Chapter 19
I have had problems of really letting the last part of my DM out of the door. I think that even if I have tried and said that I have done it, I haven't. Some part of me still believes that he, the one that I truly felt in love with and that I had that soul recognition was there, inside. I was wrong. Now I know.
The things I have seen in the 3D has been a disaster. I have not even believed my eyes when I have seen it all. He has become totally an asshole. After almost ten months since we broke up I think I had this hope, inside. This small hope of me really having a correct assumption of him. But I am sorry, I don't have a slight hope for him.
I truly can't understand how someone can be this stupid. He has not only given up his common sense in what is important in his life, he also has just left his children a side to be able to go on this egoistical journey of his. He doesn't even care. He doesn't even take time to be with them, to be near.

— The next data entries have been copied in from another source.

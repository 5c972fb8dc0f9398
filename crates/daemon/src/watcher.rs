// SPDX-License-Identifier: BUSL-1.1
// Copyright (c) 2026 Alfred Jean LLC

//! Filesystem watcher.
//!
//! Arms inotify on the parent directories of every configured pattern
//! (editors rename temp files over the target, so watching the file
//! inode alone misses the common write path). Raw events are debounced
//! per path with a quiet window; one `change:detected` is emitted per
//! path once it goes quiet. Paths under active restore are suppressed.
//!
//! When notify reports an error (queue overflow, watch loss) the task
//! emits `watcher:degraded` and the ledger goes fail-closed.

use crate::classifier::Classifier;
use crate::event_bus::EventBus;
use notify::{Event as FsEvent, EventKind, RecommendedWatcher, RecursiveMode, Watcher as _};
use parking_lot::{Mutex, RwLock};
use rvt_core::{digest_bytes, Clock, Event};
use std::collections::{HashMap, HashSet};
use std::path::PathBuf;
use std::sync::Arc;
use std::time::Duration;
use tokio::sync::mpsc;
use tracing::{debug, error, info, warn};

/// Raw signal out of the notify callback.
enum Raw {
    Touched(PathBuf),
    Degraded(String),
}

/// Handle used by the engine to re-arm after a configuration reload.
pub struct WatcherHandle {
    reload_tx: mpsc::Sender<()>,
}

impl WatcherHandle {
    pub fn rearm(&self) {
        let _ = self.reload_tx.try_send(());
    }
}

/// Spawn the watcher task.
pub fn spawn<C: Clock + 'static>(
    bus: EventBus,
    classifier: Arc<RwLock<Classifier>>,
    suppress: Arc<Mutex<HashSet<PathBuf>>>,
    clock: C,
    debounce: Duration,
) -> WatcherHandle {
    let (reload_tx, reload_rx) = mpsc::channel(1);
    tokio::spawn(watch_loop(bus, classifier, suppress, clock, debounce, reload_rx));
    WatcherHandle { reload_tx }
}

fn interesting(kind: &EventKind) -> bool {
    matches!(
        kind,
        EventKind::Create(_)
            | EventKind::Modify(_)
            | EventKind::Remove(_)
            | EventKind::Any
            | EventKind::Other
    )
}

/// Build a notify watcher feeding `raw_tx`, armed on the classifier's
/// current roots.
fn arm(
    classifier: &Classifier,
    raw_tx: mpsc::UnboundedSender<Raw>,
) -> notify::Result<RecommendedWatcher> {
    let tx = raw_tx.clone();
    let mut watcher =
        notify::recommended_watcher(move |result: Result<FsEvent, notify::Error>| match result {
            Ok(event) => {
                if interesting(&event.kind) {
                    for path in event.paths {
                        let _ = tx.send(Raw::Touched(path));
                    }
                }
            }
            Err(e) => {
                let _ = tx.send(Raw::Degraded(e.to_string()));
            }
        })?;

    let mut armed = 0usize;
    for root in classifier.watch_roots() {
        match watcher.watch(&root, RecursiveMode::Recursive) {
            Ok(()) => armed += 1,
            Err(e) => warn!(root = %root.display(), error = %e, "cannot watch directory"),
        }
    }
    info!(roots = armed, "watcher armed");
    Ok(watcher)
}

async fn watch_loop<C: Clock>(
    bus: EventBus,
    classifier: Arc<RwLock<Classifier>>,
    suppress: Arc<Mutex<HashSet<PathBuf>>>,
    clock: C,
    debounce: Duration,
    mut reload_rx: mpsc::Receiver<()>,
) {
    let (raw_tx, mut raw_rx) = mpsc::unbounded_channel();

    let mut watcher = match arm(&classifier.read(), raw_tx.clone()) {
        Ok(w) => Some(w),
        Err(e) => {
            report_degraded(&bus, &clock, &format!("watcher init failed: {e}"));
            None
        }
    };

    // Path -> instant its quiet window closes
    let mut pending: HashMap<PathBuf, tokio::time::Instant> = HashMap::new();

    loop {
        let next_flush = pending.values().min().copied();
        tokio::select! {
            raw = raw_rx.recv() => {
                match raw {
                    Some(Raw::Touched(path)) => {
                        // Only paths that classify are worth debouncing
                        if classifier.read().classify(&path).is_none() {
                            continue;
                        }
                        if suppress.lock().contains(&path) {
                            debug!(path = %path.display(), "suppressed during restore");
                            continue;
                        }
                        pending.insert(path, tokio::time::Instant::now() + debounce);
                    }
                    Some(Raw::Degraded(reason)) => {
                        error!(reason, "filesystem notification degraded");
                        report_degraded(&bus, &clock, &reason);
                    }
                    None => return, // channel gone: daemon shutting down
                }
            }
            _ = flush_timer(next_flush) => {
                let now = tokio::time::Instant::now();
                let due: Vec<PathBuf> = pending
                    .iter()
                    .filter(|(_, at)| **at <= now)
                    .map(|(p, _)| p.clone())
                    .collect();
                for path in due {
                    pending.remove(&path);
                    if suppress.lock().contains(&path) {
                        continue;
                    }
                    emit_detected(&bus, &clock, path);
                }
            }
            _ = reload_rx.recv() => {
                info!("re-arming watcher after configuration reload");
                drop(watcher.take());
                match arm(&classifier.read(), raw_tx.clone()) {
                    Ok(w) => watcher = Some(w),
                    Err(e) => report_degraded(&bus, &clock, &format!("re-arm failed: {e}")),
                }
            }
        }
    }
}

/// Sleep until the earliest quiet window closes; park forever when
/// nothing is pending.
async fn flush_timer(at: Option<tokio::time::Instant>) {
    match at {
        Some(at) => tokio::time::sleep_until(at).await,
        None => std::future::pending().await,
    }
}

fn emit_detected<C: Clock>(bus: &EventBus, clock: &C, path: PathBuf) {
    let digest = match std::fs::read(&path) {
        Ok(bytes) => Some(digest_bytes(&bytes)),
        Err(e) if e.kind() == std::io::ErrorKind::NotFound => None,
        Err(e) => {
            warn!(path = %path.display(), error = %e, "unreadable watched file");
            return;
        }
    };
    debug!(path = %path.display(), absent = digest.is_none(), "debounced change");
    if let Err(e) =
        bus.send(Event::ChangeDetected { path, digest, at_ms: clock.epoch_ms() })
    {
        error!(error = %e, "cannot journal watcher event");
    }
}

fn report_degraded<C: Clock>(bus: &EventBus, clock: &C, reason: &str) {
    let _ = bus.send(Event::WatcherDegraded {
        reason: reason.to_string(),
        at_ms: clock.epoch_ms(),
    });
}

#[cfg(test)]
#[path = "watcher_tests.rs"]
mod tests;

It is kind of crazy that me and his ex has this wonderful relationship and let our children hang out. The separation had broke their heart, but in this difficult time we have found each other and really help each other out. It is wonderful. I feel stupid that I have had so much faith in him changing to be the good guy that he once was. No he blocks everyone that doesn't suit his purpose, well I shouldn't say purpose. More a devilish way of living life. Without any thoughts of anyone else but himself.
I am truly happy for me being me. Still. For me standing up for good things, love, caring and empathy. It is the most important traits in life. To be nice and caring for one another. I will never ever be anything but that. I know what is right and this behavior of him is totally up the walls. The hope has left the building totally. I know that this journey is a bit crazy and of course I long for the person I really once loved.
BUT no it is time to invite someone that can give unconditional love, genuine from heart. I will not accept anything but true love. Only true love with lots of laughs and nice conversations, hugs and kisses. I will invite that and am really looking forward to it. REALLY looking forward to a man and not a teenager behaving guy. Nope, done with that.
Hope has really left the building. Where there was hope is just lots of shame. But I have learned a great lessons. Thankful, as always.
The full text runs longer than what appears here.